Earlier in the year, the Nigeria army was drafted in to quell the violent uprising by the radical Islamist sect Boko Haram in North Eastern Nigeria. How did it end? Well, the leader of the sect Mohammad Yusuf was arrested, paraded in front of the media and later handed over to the police. The next thing we saw was his dead body. The police initially said he was killed in a gun battle, until an army officer controverted the police account by asserting that Yusuf was handed over to the police alive and healthy (save for some minor injuries he sustained during the uprising). Photographs of him in hand cuffs in police custody surfaced. The police changed its story: he was killed while trying to escape from custody. When human rights groups complained the Minister of Information, sulkingly stated that the man's death will be thoroughly investigated. That was it. Yusuf's father-in-law, a so-called financier of the sect, was executed illegally by soldiers, in front of cameras. (Watch with caution!)

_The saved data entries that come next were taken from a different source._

//! Enrollment-specific error types.
//!
//! Lesson-side rejections raised while enrolling (`LessonFull`,
//! `LessonNotActive`, ...) are carried through the `Lesson` variant so the
//! caller keeps the original error code.

use crate::domain::foundation::{
    DomainError, EnrollmentId, ErrorCode, LessonId, UserId, ValidationError,
};
use crate::domain::lesson::LessonError;

use super::EnrollmentStatus;

/// Enrollment-specific errors.
#[derive(Debug, Clone, PartialEq, Eq)]
pub enum EnrollmentError {
    /// Enrollment was not found.
    NotFound(EnrollmentId),

    /// Student already holds a seat in this lesson.
    AlreadyEnrolled {
        lesson_id: LessonId,
        student_id: UserId,
    },

    /// Enrollment already left `ENROLLED`; repeated calls are a no-op.
    AlreadyFinalized {
        enrollment_id: EnrollmentId,
        status: EnrollmentStatus,
    },

    /// Free cancellation is over; a refund request is required.
    CancellationWindowClosed(EnrollmentId),

    /// Free cancellation is still possible; refund requests are not accepted.
    CancellationWindowStillOpen(EnrollmentId),

    /// Refund approval on an enrollment that never asked for one.
    NotInRefundRequestedState {
        enrollment_id: EnrollmentId,
        status: EnrollmentStatus,
    },

    /// Caller may not act on this enrollment.
    Forbidden {
        enrollment_id: EnrollmentId,
        user_id: UserId,
    },

    /// Rejection raised by the owning lesson.
    Lesson(LessonError),

    /// Validation failed.
    ValidationFailed { field: String, message: String },

    /// Infrastructure error.
    Infrastructure(String),
}

impl EnrollmentError {
    pub fn not_found(id: EnrollmentId) -> Self {
        EnrollmentError::NotFound(id)
    }

    pub fn already_enrolled(lesson_id: LessonId, student_id: UserId) -> Self {
        EnrollmentError::AlreadyEnrolled {
            lesson_id,
            student_id,
        }
    }

    pub fn already_finalized(enrollment_id: EnrollmentId, status: EnrollmentStatus) -> Self {
        EnrollmentError::AlreadyFinalized {
            enrollment_id,
            status,
        }
    }

    pub fn forbidden(enrollment_id: EnrollmentId, user_id: UserId) -> Self {
        EnrollmentError::Forbidden {
            enrollment_id,
            user_id,
        }
    }

    pub fn infrastructure(message: impl Into<String>) -> Self {
        EnrollmentError::Infrastructure(message.into())
    }

    /// Returns the error code for this error.
    pub fn code(&self) -> ErrorCode {
        match self {
            EnrollmentError::NotFound(_) => ErrorCode::EnrollmentNotFound,
            EnrollmentError::AlreadyEnrolled { .. } => ErrorCode::AlreadyEnrolled,
            EnrollmentError::AlreadyFinalized { .. } => ErrorCode::EnrollmentAlreadyFinalized,
            EnrollmentError::CancellationWindowClosed(_) => ErrorCode::CancellationWindowClosed,
            EnrollmentError::CancellationWindowStillOpen(_) => {
                ErrorCode::CancellationWindowStillOpen
            }
            EnrollmentError::NotInRefundRequestedState { .. } => {
                ErrorCode::NotInRefundRequestedState
            }
            EnrollmentError::Forbidden { .. } => ErrorCode::Forbidden,
            EnrollmentError::Lesson(err) => err.code(),
            EnrollmentError::ValidationFailed { .. } => ErrorCode::ValidationFailed,
            EnrollmentError::Infrastructure(_) => ErrorCode::DatabaseError,
        }
    }

    /// Returns a user-facing error message.
    pub fn message(&self) -> String {
        match self {
            EnrollmentError::NotFound(id) => format!("Enrollment not found: {}", id),
            EnrollmentError::AlreadyEnrolled {
                lesson_id,
                student_id,
            } => format!(
                "Student {} is already enrolled in lesson {}",
                student_id, lesson_id
            ),
            EnrollmentError::AlreadyFinalized {
                enrollment_id,
                status,
            } => format!(
                "Enrollment {} has already been finalized ({})",
                enrollment_id, status
            ),
            EnrollmentError::CancellationWindowClosed(id) => format!(
                "The cancellation deadline for enrollment {} has passed; request a refund instead",
                id
            ),
            EnrollmentError::CancellationWindowStillOpen(id) => format!(
                "Enrollment {} can still be canceled free of charge; cancel it instead",
                id
            ),
            EnrollmentError::NotInRefundRequestedState {
                enrollment_id,
                status,
            } => format!(
                "Enrollment {} has no pending refund request ({})",
                enrollment_id, status
            ),
            EnrollmentError::Forbidden {
                enrollment_id,
                user_id,
            } => format!(
                "User {} may not act on enrollment {}",
                user_id, enrollment_id
            ),
            EnrollmentError::Lesson(err) => err.message(),
            EnrollmentError::ValidationFailed { field, message } => {
                format!("Validation failed for '{}': {}", field, message)
            }
            EnrollmentError::Infrastructure(msg) => format!("Error: {}", msg),
        }
    }

    /// Returns true if this error should trigger a retry by the caller.
    pub fn is_retryable(&self) -> bool {
        match self {
            EnrollmentError::Infrastructure(_) => true,
            EnrollmentError::Lesson(err) => err.is_retryable(),
            _ => false,
        }
    }
}

impl std::fmt::Display for EnrollmentError {
    fn fmt(&self, f: &mut std::fmt::Formatter<'_>) -> std::fmt::Result {
        write!(f, "{}", self.message())
    }
}

impl std::error::Error for EnrollmentError {}

impl From<LessonError> for EnrollmentError {
    fn from(err: LessonError) -> Self {
        match err {
            LessonError::Infrastructure(msg) => EnrollmentError::Infrastructure(msg),
            other => EnrollmentError::Lesson(other),
        }
    }
}

impl From<ValidationError> for EnrollmentError {
    fn from(err: ValidationError) -> Self {
        EnrollmentError::ValidationFailed {
            field: err.field().to_string(),
            message: err.to_string(),
        }
    }
}

impl From<DomainError> for EnrollmentError {
    fn from(err: DomainError) -> Self {
        match err.code {
            ErrorCode::ValidationFailed => EnrollmentError::ValidationFailed {
                field: err
                    .details
                    .get("field")
                    .cloned()
                    .unwrap_or_else(|| "unknown".to_string()),
                message: err.message,
            },
            _ => EnrollmentError::Infrastructure(err.to_string()),
        }
    }
}

impl From<EnrollmentError> for DomainError {
    fn from(err: EnrollmentError) -> Self {
        DomainError::new(err.code(), err.message())
    }
}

Now both the BBC and some national newspapers are reporting the recent mass burial of more than 70 bodies lodged at the mortuary of the University of Nigeria Teaching Hospital in Enugu, the former capital of Eastern Nigeria. Bodies apparently deposited by the police since the past 6 months. The police has once again come up with its usual mantra: these bodies, we are told, were casualties from gunfire exchange between police and armed robbers. But media reports indicate that 6 of the bodies are of young men the police had paraded in public alive recently as a gang of kidnappers. They were never prosecuted. But their bodies turned up in the mortuary. In another instance the police claims that one of the dead bodies belonged to a teenager SUSPECTED of armed robbery.

These stories leave me cold. It makes me wonder what bloody nation--I know it is a leap to think of Nigeria as a "nation"--thinks so little of the lives of its citizens. Someone has to account for these wasted lives. Someone must be responsible for the apparent brutality of these so-called security agents.

What rankles me is that the Nigerian Ministry of Information is busy buying image launderers to help "Re-brand" Nigeria. The least the Ministry can do for my fellow citizens is investigate and let the world know how those piles of bodies at the UNTH mortuary came about. The families of some of the "disappeared" men are pleading for help, and if it is indeed true that the human rights of these Nigerians have been so violently violated, no amount of re-branding will help the image of our country.